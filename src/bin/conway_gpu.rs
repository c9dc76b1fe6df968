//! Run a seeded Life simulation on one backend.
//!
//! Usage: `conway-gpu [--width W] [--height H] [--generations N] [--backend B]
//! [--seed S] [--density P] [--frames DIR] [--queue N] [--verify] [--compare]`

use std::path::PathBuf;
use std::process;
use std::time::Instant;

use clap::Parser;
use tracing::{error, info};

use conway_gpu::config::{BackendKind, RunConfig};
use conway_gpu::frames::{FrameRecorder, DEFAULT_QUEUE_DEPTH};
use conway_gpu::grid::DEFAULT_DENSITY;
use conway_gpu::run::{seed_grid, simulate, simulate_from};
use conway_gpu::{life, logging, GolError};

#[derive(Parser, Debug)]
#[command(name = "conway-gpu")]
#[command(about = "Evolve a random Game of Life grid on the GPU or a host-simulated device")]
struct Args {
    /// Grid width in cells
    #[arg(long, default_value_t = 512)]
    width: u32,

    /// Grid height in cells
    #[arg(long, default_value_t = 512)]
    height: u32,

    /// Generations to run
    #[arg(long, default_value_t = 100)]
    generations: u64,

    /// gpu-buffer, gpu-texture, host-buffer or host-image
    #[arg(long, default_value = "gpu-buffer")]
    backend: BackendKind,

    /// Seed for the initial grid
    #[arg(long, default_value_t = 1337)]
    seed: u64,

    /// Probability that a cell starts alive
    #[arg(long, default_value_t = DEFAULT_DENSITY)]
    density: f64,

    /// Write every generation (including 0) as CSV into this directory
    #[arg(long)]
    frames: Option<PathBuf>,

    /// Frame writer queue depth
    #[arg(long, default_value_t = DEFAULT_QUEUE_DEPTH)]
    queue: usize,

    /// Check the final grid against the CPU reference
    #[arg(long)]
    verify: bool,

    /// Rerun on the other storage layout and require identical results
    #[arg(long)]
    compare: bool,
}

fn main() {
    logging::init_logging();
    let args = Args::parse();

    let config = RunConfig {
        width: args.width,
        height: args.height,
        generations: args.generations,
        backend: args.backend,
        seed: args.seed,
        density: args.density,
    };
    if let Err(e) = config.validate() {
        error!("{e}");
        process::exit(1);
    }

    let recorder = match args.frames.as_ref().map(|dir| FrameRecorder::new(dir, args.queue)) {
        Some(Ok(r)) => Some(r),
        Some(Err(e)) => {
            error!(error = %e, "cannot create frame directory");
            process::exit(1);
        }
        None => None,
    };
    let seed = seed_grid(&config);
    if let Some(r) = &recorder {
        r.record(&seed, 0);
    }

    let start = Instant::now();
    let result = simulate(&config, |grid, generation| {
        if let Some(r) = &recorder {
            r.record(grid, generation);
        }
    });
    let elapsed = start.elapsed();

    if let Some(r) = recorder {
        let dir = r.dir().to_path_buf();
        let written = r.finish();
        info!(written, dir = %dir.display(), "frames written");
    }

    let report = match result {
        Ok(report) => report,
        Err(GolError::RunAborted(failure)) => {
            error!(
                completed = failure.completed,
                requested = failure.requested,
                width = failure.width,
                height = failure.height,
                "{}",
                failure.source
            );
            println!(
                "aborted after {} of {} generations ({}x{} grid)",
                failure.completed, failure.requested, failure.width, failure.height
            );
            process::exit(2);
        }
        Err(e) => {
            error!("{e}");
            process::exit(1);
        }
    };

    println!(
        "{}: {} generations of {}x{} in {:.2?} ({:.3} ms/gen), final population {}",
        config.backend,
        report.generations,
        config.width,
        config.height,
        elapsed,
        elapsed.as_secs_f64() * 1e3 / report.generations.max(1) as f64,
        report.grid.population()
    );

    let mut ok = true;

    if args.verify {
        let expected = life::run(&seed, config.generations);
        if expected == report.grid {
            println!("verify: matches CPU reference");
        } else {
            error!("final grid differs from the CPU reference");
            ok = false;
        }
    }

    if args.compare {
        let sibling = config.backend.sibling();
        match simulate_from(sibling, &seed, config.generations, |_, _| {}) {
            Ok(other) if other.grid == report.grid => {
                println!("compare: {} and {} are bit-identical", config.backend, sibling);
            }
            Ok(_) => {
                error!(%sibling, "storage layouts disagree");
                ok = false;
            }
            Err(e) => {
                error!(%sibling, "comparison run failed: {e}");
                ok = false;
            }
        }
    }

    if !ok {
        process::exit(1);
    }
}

•••

Provide a verbatim copy of all the entries.

**Expected answer**
filename src/bin/conway_gpu.rs
repository c9dc76b1fe6df968
//! Run a seeded Life simulation on one backend.
//!
//! Usage: `conway-gpu [--width W] [--height H] [--generations N] [--backend B]
//! [--seed S] [--density P] [--frames DIR] [--queue N] [--verify] [--compare]`

use std::path::PathBuf;
use std::process;
use std::time::Instant;

use clap::Parser;
use tracing::{error, info};

use conway_gpu::config::{BackendKind, RunConfig};
use conway_gpu::frames::{FrameRecorder, DEFAULT_QUEUE_DEPTH};
use conway_gpu::grid::DEFAULT_DENSITY;
use conway_gpu::run::{seed_grid, simulate, simulate_from};
use conway_gpu::{life, logging, GolError};

#[derive(Parser, Debug)]
#[command(name = "conway-gpu")]
#[command(about = "Evolve a random Game of Life grid on the GPU or a host-simulated device")]
struct Args {
    /// Grid width in cells
    #[arg(long, default_value_t = 512)]
    width: u32,

    /// Grid height in cells
    #[arg(long, default_value_t = 512)]
    height: u32,

    /// Generations to run
    #[arg(long, default_value_t = 100)]
    generations: u64,

    /// gpu-buffer, gpu-texture, host-buffer or host-image
    #[arg(long, default_value = "gpu-buffer")]
    backend: BackendKind,

    /// Seed for the initial grid
    #[arg(long, default_value_t = 1337)]
    seed: u64,

    /// Probability that a cell starts alive
    #[arg(long, default_value_t = DEFAULT_DENSITY)]
    density: f64,

    /// Write every generation (including 0) as CSV into this directory
    #[arg(long)]
    frames: Option<PathBuf>,

    /// Frame writer queue depth
    #[arg(long, default_value_t = DEFAULT_QUEUE_DEPTH)]
    queue: usize,

    /// Check the final grid against the CPU reference
    #[arg(long)]
    verify: bool,

    /// Rerun on the other storage layout and require identical results
    #[arg(long)]
    compare: bool,
}

fn main() {
    logging::init_logging();
    let args = Args::parse();

    let config = RunConfig {
        width: args.width,
        height: args.height,
        generations: args.generations,
        backend: args.backend,
        seed: args.seed,
        density: args.density,
    };
    if let Err(e) = config.validate() {
        error!("{e}");
        process::exit(1);
    }

    let recorder = match args.frames.as_ref().map(|dir| FrameRecorder::new(dir, args.queue)) {
        Some(Ok(r)) => Some(r),
        Some(Err(e)) => {
            error!(error = %e, "cannot create frame directory");
            process::exit(1);
        }
        None => None,
    };
    let seed = seed_grid(&config);
    if let Some(r) = &recorder {
        r.record(&seed, 0);
    }

    let start = Instant::now();
    let result = simulate(&config, |grid, generation| {
        if let Some(r) = &recorder {
            r.record(grid, generation);
        }
    });
    let elapsed = start.elapsed();

    if let Some(r) = recorder {
        let dir = r.dir().to_path_buf();
        let written = r.finish();
        info!(written, dir = %dir.display(), "frames written");
    }

    let report = match result {
        Ok(report) => report,
        Err(GolError::RunAborted(failure)) => {
            error!(
                completed = failure.completed,
                requested = failure.requested,
                width = failure.width,
                height = failure.height,
                "{}",
                failure.source
            );
            println!(
                "aborted after {} of {} generations ({}x{} grid)",
                failure.completed, failure.requested, failure.width, failure.height
            );
            process::exit(2);
        }
        Err(e) => {
            error!("{e}");
            process::exit(1);
        }
    };

    println!(
        "{}: {} generations of {}x{} in {:.2?} ({:.3} ms/gen), final population {}",
        config.backend,
        report.generations,
        config.width,
        config.height,
        elapsed,
        elapsed.as_secs_f64() * 1e3 / report.generations.max(1) as f64,
        report.grid.population()
    );

    let mut ok = true;

    if args.verify {
        let expected = life::run(&seed, config.generations);
        if expected == report.grid {
            println!("verify: matches CPU reference");
        } else {
            error!("final grid differs from the CPU reference");
            ok = false;
        }
    }

    if args.compare {
        let sibling = config.backend.sibling();
        match simulate_from(sibling, &seed, config.generations, |_, _| {}) {
            Ok(other) if other.grid == report.grid => {
                println!("compare: {} and {} are bit-identical", config.backend, sibling);
            }
            Ok(_) => {
                error!(%sibling, "storage layouts disagree");
                ok = false;
            }
            Err(e) => {
                error!(%sibling, "comparison run failed: {e}");
                ok = false;
            }
        }
    }

    if !ok {
        process::exit(1);
    }
}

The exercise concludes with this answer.